Chrysler arrive aujourd'hui au terme de son sursis. Si le constructeur ne parvient pas à arracher les concessions nécessaires de ses créanciers, il devra compléter sa restructuration dans le cadre plus contraignant de la loi sur les faillites. Dans un cas comme dans l'autre, l'entreprise qui en résultera ne sera plus que l'ombre d'elle-même.
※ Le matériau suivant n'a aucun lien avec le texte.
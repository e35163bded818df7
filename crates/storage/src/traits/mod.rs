//! Storage capability traits.
//!
//! Student and user operations are separate capabilities so services depend
//! only on what they use.

pub mod student;
pub mod user;

pub use student::StudentRepository;
pub use user::UserRepository;
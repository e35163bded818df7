use thiserror::Error;

/// Rejected request input. The message is safe to show to callers.
#[derive(Error, Debug, Clone, PartialEq, Eq)]
pub enum ValidationError {
    #[error("Validation error: \"{0}\" is required")]
    Missing(&'static str),

    #[error("Validation error: \"{field}\" must contain at least {min} character(s)")]
    TooShort { field: &'static str, min: usize },

    #[error("Validation error: \"{field}\" must contain at most {max} character(s)")]
    TooLong { field: &'static str, max: usize },

    #[error("Validation error: \"{field}\" must be a positive integer, got \"{value}\"")]
    NotPositiveInteger { field: &'static str, value: String },
}

/// A single batch input line that could not be turned into a student record.
#[derive(Error, Debug)]
pub enum RowImportError {
    #[error("line is not valid UTF-8: {0}")]
    Encoding(#[from] std::string::FromUtf8Error),

    #[error("malformed JSON: {0}")]
    Json(#[from] serde_json::Error),

    #[error("missing required field \"{0}\"")]
    MissingField(&'static str),

    #[error("field \"{field}\" has unsupported type {kind}")]
    UnsupportedValue { field: &'static str, kind: &'static str },
}
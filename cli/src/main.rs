#![allow(
    clippy::print_stderr,
    clippy::print_stdout,
    reason = "Progress goes to stderr, the summary to stdout"
)]
use crate::cli::{Args, Command};
use anyhow::Context;
use clap::Parser;
use rdf_lens::model::{GraphElement, Query, QueryKind};
use rdf_lens::pipeline::{
    PipelineConfig, PipelineController, PipelineEvent, PipelineEvents, RunState,
};
use rdf_lens::projection::{PrefixMap, ProjectionRules};
use rdf_lens::sources::{ReplayEngine, ReplayFormat};
use rdf_lens::visual::VisualSnapshot;
use std::fs;
use std::path::Path;
use std::sync::Arc;
use tracing_subscriber::EnvFilter;

mod cli;

#[tokio::main]
pub async fn main() -> anyhow::Result<()> {
    tracing_subscriber::fmt()
        .with_env_filter(
            EnvFilter::try_from_default_env().unwrap_or_else(|_| EnvFilter::new("info")),
        )
        .with_writer(std::io::stderr)
        .init();

    let matches = Args::parse();
    match matches.command {
        Command::Run {
            file,
            format,
            query,
            kind,
            limit,
            timeout,
            row_delay,
            batch_size,
            flush_interval,
            max_elements,
            max_rows,
            rules,
            prefix,
            anomalies,
            elements,
        } => {
            let format = if let Some(format) = format {
                format
                    .parse::<ReplayFormat>()
                    .with_context(|| format!("The file format '{format}' is unknown"))?
            } else {
                ReplayFormat::from_path(&file)?
            };
            let mut engine = ReplayEngine::new(&file, format);
            if let Some(delay) = row_delay {
                engine = engine.with_row_delay(delay);
            }

            let kind = match (kind, &query) {
                (Some(kind), _) => kind,
                (None, Some(text)) => QueryKind::detect(text).with_context(|| {
                    "Not able to detect the kind of the query, please set --kind"
                })?,
                (None, None) if format.is_graph() => QueryKind::Construct,
                (None, None) => QueryKind::Select,
            };
            let mut query = Query::new(query.unwrap_or_default(), kind);
            if let Some(limit) = limit {
                query = query.with_limit(limit);
            }
            if let Some(timeout) = timeout {
                query = query.with_timeout(timeout);
            }

            let mut prefixes = PrefixMap::with_common_prefixes();
            for (name, namespace) in prefix {
                prefixes.insert(name, namespace);
            }
            let mut config = PipelineConfig::default()
                .with_max_elements(max_elements)
                .with_max_rows(max_rows)
                .with_anomaly_policy(anomalies.into())
                .with_prefixes(prefixes);
            if let Some(batch_size) = batch_size {
                config = config.with_batch_size(batch_size);
            }
            if let Some(flush_interval) = flush_interval {
                config = config.with_flush_interval(flush_interval);
            }
            if let Some(rules) = rules {
                config = config.with_rules(load_rules(&rules)?);
            }

            let (controller, events) = PipelineController::new(Arc::new(engine), config);
            let state = run(&controller, events, query).await?;
            let snapshot = controller.model().snapshot();
            print_summary(&state, &snapshot);
            if elements {
                print_elements(&snapshot);
            }
            if let RunState::Failed { run, error, .. } = state {
                return Err(anyhow::Error::new(error).context(format!("The run {run} failed")));
            }
            Ok(())
        }
    }
}

/// Drives a single run to its end, cancelling it on Ctrl-C.
async fn run(
    controller: &PipelineController,
    mut events: PipelineEvents,
    query: Query,
) -> anyhow::Result<RunState> {
    let run = controller
        .start(query)
        .await
        .context("Failed to start the query")?;
    let mut interrupted = false;
    loop {
        tokio::select! {
            event = events.recv() => {
                let Some(event) = event else {
                    break;
                };
                let finished = matches!(event, PipelineEvent::Finished { .. });
                report(&event);
                if finished && event.run() == run {
                    break;
                }
            }
            signal = tokio::signal::ctrl_c(), if !interrupted => {
                signal.context("Failed to listen for Ctrl-C")?;
                tracing::debug!(%run, "Received Ctrl-C");
                interrupted = true;
                if controller.cancel().is_ok() {
                    eprintln!("Cancelling run {run}");
                }
            }
        }
    }
    Ok(controller.wait().await)
}

fn report(event: &PipelineEvent) {
    match event {
        PipelineEvent::Started { run, variables } => {
            let variables = variables
                .iter()
                .map(ToString::to_string)
                .collect::<Vec<_>>()
                .join(" ");
            eprintln!("Run {run} started: {variables}");
        }
        PipelineEvent::Progress { run, stats, .. } => {
            eprintln!(
                "Run {run}: {} rows, {} elements",
                stats.rows_seen, stats.element_count
            );
        }
        PipelineEvent::Anomaly {
            run,
            row_index,
            anomaly,
        } => eprintln!("Run {run}, row {row_index}: {anomaly}"),
        PipelineEvent::Finished { run, state } => eprintln!("Run {run} finished: {}", state.name()),
    }
}

fn print_summary(state: &RunState, snapshot: &VisualSnapshot) {
    println!("state: {}", state.name());
    println!("rows: {}", snapshot.row_count());
    println!("nodes: {}", snapshot.node_count());
    println!("edges: {}", snapshot.edge_count());
    if snapshot.is_truncated() {
        println!("truncated: true");
    }
    if snapshot.is_table_truncated() {
        println!("table truncated: true");
    }
    if let Some(stats) = state.stats() {
        if stats.anomalies.total() > 0 {
            println!("anomalies: {}", stats.anomalies.total());
        }
    }
}

fn print_elements(snapshot: &VisualSnapshot) {
    for element in snapshot.elements() {
        let kind = match element {
            GraphElement::Node(_) => "node",
            GraphElement::Edge(_) => "edge",
        };
        let attributes = element
            .attributes()
            .iter()
            .map(|(key, value)| format!("{key}={value}"))
            .collect::<Vec<_>>()
            .join(", ");
        println!("{kind} {} {{{attributes}}}", element.label());
    }
}

fn load_rules(path: &Path) -> anyhow::Result<ProjectionRules> {
    let file = fs::read(path)
        .with_context(|| format!("Failed to read the rules file {}", path.display()))?;
    serde_json::from_slice(&file)
        .with_context(|| format!("The rules file {} is invalid", path.display()))
}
La menace d'une faillite, confirmée le mois dernier par Barack Obama, a porté fruit. Les syndicats ont fait des concessions importantes. Plusieurs gros débiteurs ont accepté d'effacer leur ardoise en échange de sommes forfaitaires. Fiat est prête à signer un partenariat historique. Pourtant, malgré les progrès remarquables accomplis au cours des derniers jours, la possibilité d'une faillite n'était pas toujours pas écartée, hier en début de soirée. Chrysler doit rallier près d'une cinquantaine de créanciers et apparemment, certains résistent encore.

 

Chose certaine, l'entreprise qui émergera de ce processus n'aura plus grand-chose à voir avec le géant industriel qui a marqué l'histoire économique nord-américaine. Le syndicat deviendrait le principal actionnaire avec une participation de 55%. Le constructeur italien occuperait le second rang avec une part pouvant aller jusqu'à 35% - elle serait initialement de 20%. Les contribuables et les autres créanciers détiendraient les 10% restants. On ignore encore comment les sièges seront répartis au conseil d'administration, mais on sait déjà que le syndicat, malgré son poids économique, ne contrôlera pas la compagnie. N'empêche, la situation ne manque pas d'ironie. Comme le faisait remarquer un chroniqueur du Wall Street Journal hier, Chrysler deviendrait, de facto, une filiale des United Auto Workers (UAW). Tout un changement de perspective!

Le puissant syndicat américain de l'automobile ne sera pas le premier à réchapper son employeur en déroute. Ron Bloom, le stratège de l'équipe créée par Obama pour sortir l'industrie automobile de l'impasse, a piloté des opérations du genre dans plusieurs aciéries américaines. Mais les UAW, eux, ne rêvaient pas de s'asseoir de l'autre côté de la table des négociations. S'ils acceptent de le faire, c'est parce qu'ils ont encore plus à perdre en laissant Chrysler tomber en faillite sans avoir conclu d'accord préalable. Dans les circonstances, ils s'en tirent honorablement. Mais qu'arrivera-t-il si la réorganisation orchestrée par Fiat ne fonctionne pas et qu'il faut, dans un an ou deux, demander de nouveaux sacrifices aux travailleurs? Le syndicat sera mal placé pour crier à l'exploitation et dénoncer la voracité des actionnaires...

Les négociations menées avec les employés, les créanciers, les fournisseurs et les concessionnaires de Chrysler et de GM permettront d'éviter le chaos de faillites désordonnées. Mais le résultat sera quand même extraordinairement douloureux. Des dizaines de milliers d'Américains et de Canadiens vont perdre leur emploi en usine et en magasin. Un grand nombre d'entre eux n'en retrouveront pas d'équivalent, et des centaines de municipalités en seront gravement affectées. On a sauvé ces deux grands de la disparition, mais c'est tout un monde qui disparaît dans cette opération de sauvetage.